Non problemi da poco visto che quasi il 40 % degli intervistati pensa che non sia ancora il caso di parlare di Terza guerra mondiale, ma la ritiene un rischio concreto.

Ne escono abbastanza male anche i Social (mi spiace Zuckerberg): alimentano il cyberbullismo (73,3 %), diffondono fake news (78,3 %), diffondono modelli sbagliati (72,3 %), danneggiano la vita sociale (66,1 %).

E poi ci sono quelli che riguardano la percezione della società, i cosiddetti temi etici, nei quali gli italiani dimostrano molta più lungimiranza della classe politica: il 66,7 % è favorevole all’eutanasia, il 78,4 % sostiene la necessità di aderire a un testamento biologico, e il 47,8 % è favorevole al suicidio assistito.

C’è poi un 64,5 % di persone favorevoli al matrimonio tra persone dello stesso sesso, mentre il 69,3 % pensa che debbano avere maggiori tutele anche all’interno delle coppie di fatto.

Persino l’adozione da parte di coppie omogenitoriali ha sfondato il 54,5 % (registrando un +23,4 % rispetto al 2019).

Insomma, ci troviamo in un Paese che ormai avverte la necessità di prendere una decisione su cosa vuole fare da grande.

Vi lascio a riflettere su questi dati (che, ripetiamolo, non sono solo numeri) con le parole riportate nel rapporto Eurispes:

Fate uno sforzo di immaginazione e ponete di fronte ai vostri occhi una lunga strada.
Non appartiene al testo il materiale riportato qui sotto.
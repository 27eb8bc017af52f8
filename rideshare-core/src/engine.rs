use std::sync::Arc;

use tracing::{info, instrument, warn};

use crate::models::{Booking, BookingId, NewBooking, RideId, UserId};
use crate::repository::{TransactionalStore, UnitOfWork};
use crate::{CoreError, CoreResult};

/// Reserves and releases seats. Each call runs in exactly one unit of work
/// against the store; the engine itself holds no locks between calls.
pub struct BookingEngine<S> {
    store: Arc<S>,
}

impl<S> Clone for BookingEngine<S> {
    fn clone(&self) -> Self {
        Self {
            store: Arc::clone(&self.store),
        }
    }
}

impl<S: TransactionalStore> BookingEngine<S> {
    pub fn new(store: Arc<S>) -> Self {
        Self { store }
    }

    pub fn store(&self) -> &Arc<S> {
        &self.store
    }

    /// Books `seats_requested` seats on an OPEN ride for `user_id`.
    ///
    /// The seat decrement and the booking insert commit together or not at
    /// all. A reservation that loses a race for the last seats fails with
    /// `CapacityError` and is not retried.
    #[instrument(skip(self))]
    pub async fn reserve(
        &self,
        ride_id: RideId,
        user_id: UserId,
        seats_requested: i32,
    ) -> CoreResult<Booking> {
        if seats_requested <= 0 {
            return Err(CoreError::ValidationError(
                "Seats requested must be greater than zero".to_string(),
            ));
        }

        let mut tx = self.store.begin().await?;
        let outcome = reserve_within(&mut tx, ride_id, user_id, seats_requested).await;
        match outcome {
            Ok(booking) => {
                tx.commit().await?;
                info!(booking_id = booking.id, total_fare = booking.total_fare, "Booking confirmed");
                Ok(booking)
            }
            Err(err) => {
                abort(tx, &err).await;
                Err(err)
            }
        }
    }

    /// Cancels a booking on behalf of the rider who made it and returns its
    /// seats to the ride, whatever the ride's status.
    #[instrument(skip(self))]
    pub async fn release(&self, booking_id: BookingId, requesting_user_id: UserId) -> CoreResult<()> {
        let mut tx = self.store.begin().await?;
        let outcome = release_within(&mut tx, booking_id, requesting_user_id).await;
        match outcome {
            Ok(booking) => {
                tx.commit().await?;
                info!(
                    ride_id = booking.ride_id,
                    seats = booking.seats_booked,
                    "Booking cancelled, seats restored"
                );
                Ok(())
            }
            Err(err) => {
                abort(tx, &err).await;
                Err(err)
            }
        }
    }

    pub async fn list_bookings_for_user(&self, user_id: UserId) -> CoreResult<Vec<Booking>> {
        Ok(self.store.list_bookings_by_user(user_id).await?)
    }
}

async fn reserve_within<T: UnitOfWork>(
    tx: &mut T,
    ride_id: RideId,
    user_id: UserId,
    seats_requested: i32,
) -> CoreResult<Booking> {
    let ride = tx
        .load_for_reservation(ride_id)
        .await?
        .ok_or_else(|| CoreError::NotFoundError("Ride not available".to_string()))?;

    if seats_requested > ride.seats {
        return Err(CoreError::CapacityError {
            requested: seats_requested,
            available: ride.seats,
        });
    }

    let total_fare = ride.fare_for(seats_requested)?;

    if !tx.decrement_seats(ride_id, seats_requested).await? {
        warn!(ride_id, seats_requested, "Seat decrement refused at commit point");
        // `available` is the count seen when the ride was loaded
        return Err(CoreError::CapacityError {
            requested: seats_requested,
            available: ride.seats,
        });
    }

    let booking = tx
        .insert_booking(&NewBooking {
            ride_id,
            user_id,
            seats_booked: seats_requested,
            total_fare,
        })
        .await?;

    Ok(booking)
}

async fn release_within<T: UnitOfWork>(
    tx: &mut T,
    booking_id: BookingId,
    requesting_user_id: UserId,
) -> CoreResult<Booking> {
    let booking = tx
        .load_booking(booking_id)
        .await?
        .ok_or_else(|| CoreError::NotFoundError("Booking not found".to_string()))?;

    if booking.user_id != requesting_user_id {
        warn!(booking_id, requesting_user_id, "Refusing to cancel another rider's booking");
        return Err(CoreError::AuthorizationError(
            "You can cancel only your own booking".to_string(),
        ));
    }

    if !tx.delete_booking(booking_id).await? {
        return Err(CoreError::NotFoundError("Booking not found".to_string()));
    }
    tx.increment_seats(booking.ride_id, booking.seats_booked).await?;

    Ok(booking)
}

async fn abort<T: UnitOfWork>(tx: T, cause: &CoreError) {
    if let Err(rollback_err) = tx.rollback().await {
        warn!(%cause, %rollback_err, "Rollback failed");
    }
}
Una strada piena di buche: grandi e piccole, superficiali e profonde, regolari e non. Si presentano di fronte a voi due precise opzioni alternative: tappare le buche? Oppure rifare una strada nuova, magari orientandola diversamente da quella attuale, così da evitare gli ostacoli delle radici degli alberi e altri elementi naturali che alterano la sua superficie? Insomma, è preferibile l’adattamento o la trasformazione? È preferibile orientarsi verso una politica che tenta di porre un argine alle emergenze con interventi anche adatti, ma non risolutivi, oppure una riforma profonda, faticosa anche complessa, che ristrutturi in modo lungimirante e funzionale un intero sistema? 

Avremo il coraggio di essere coraggiosi?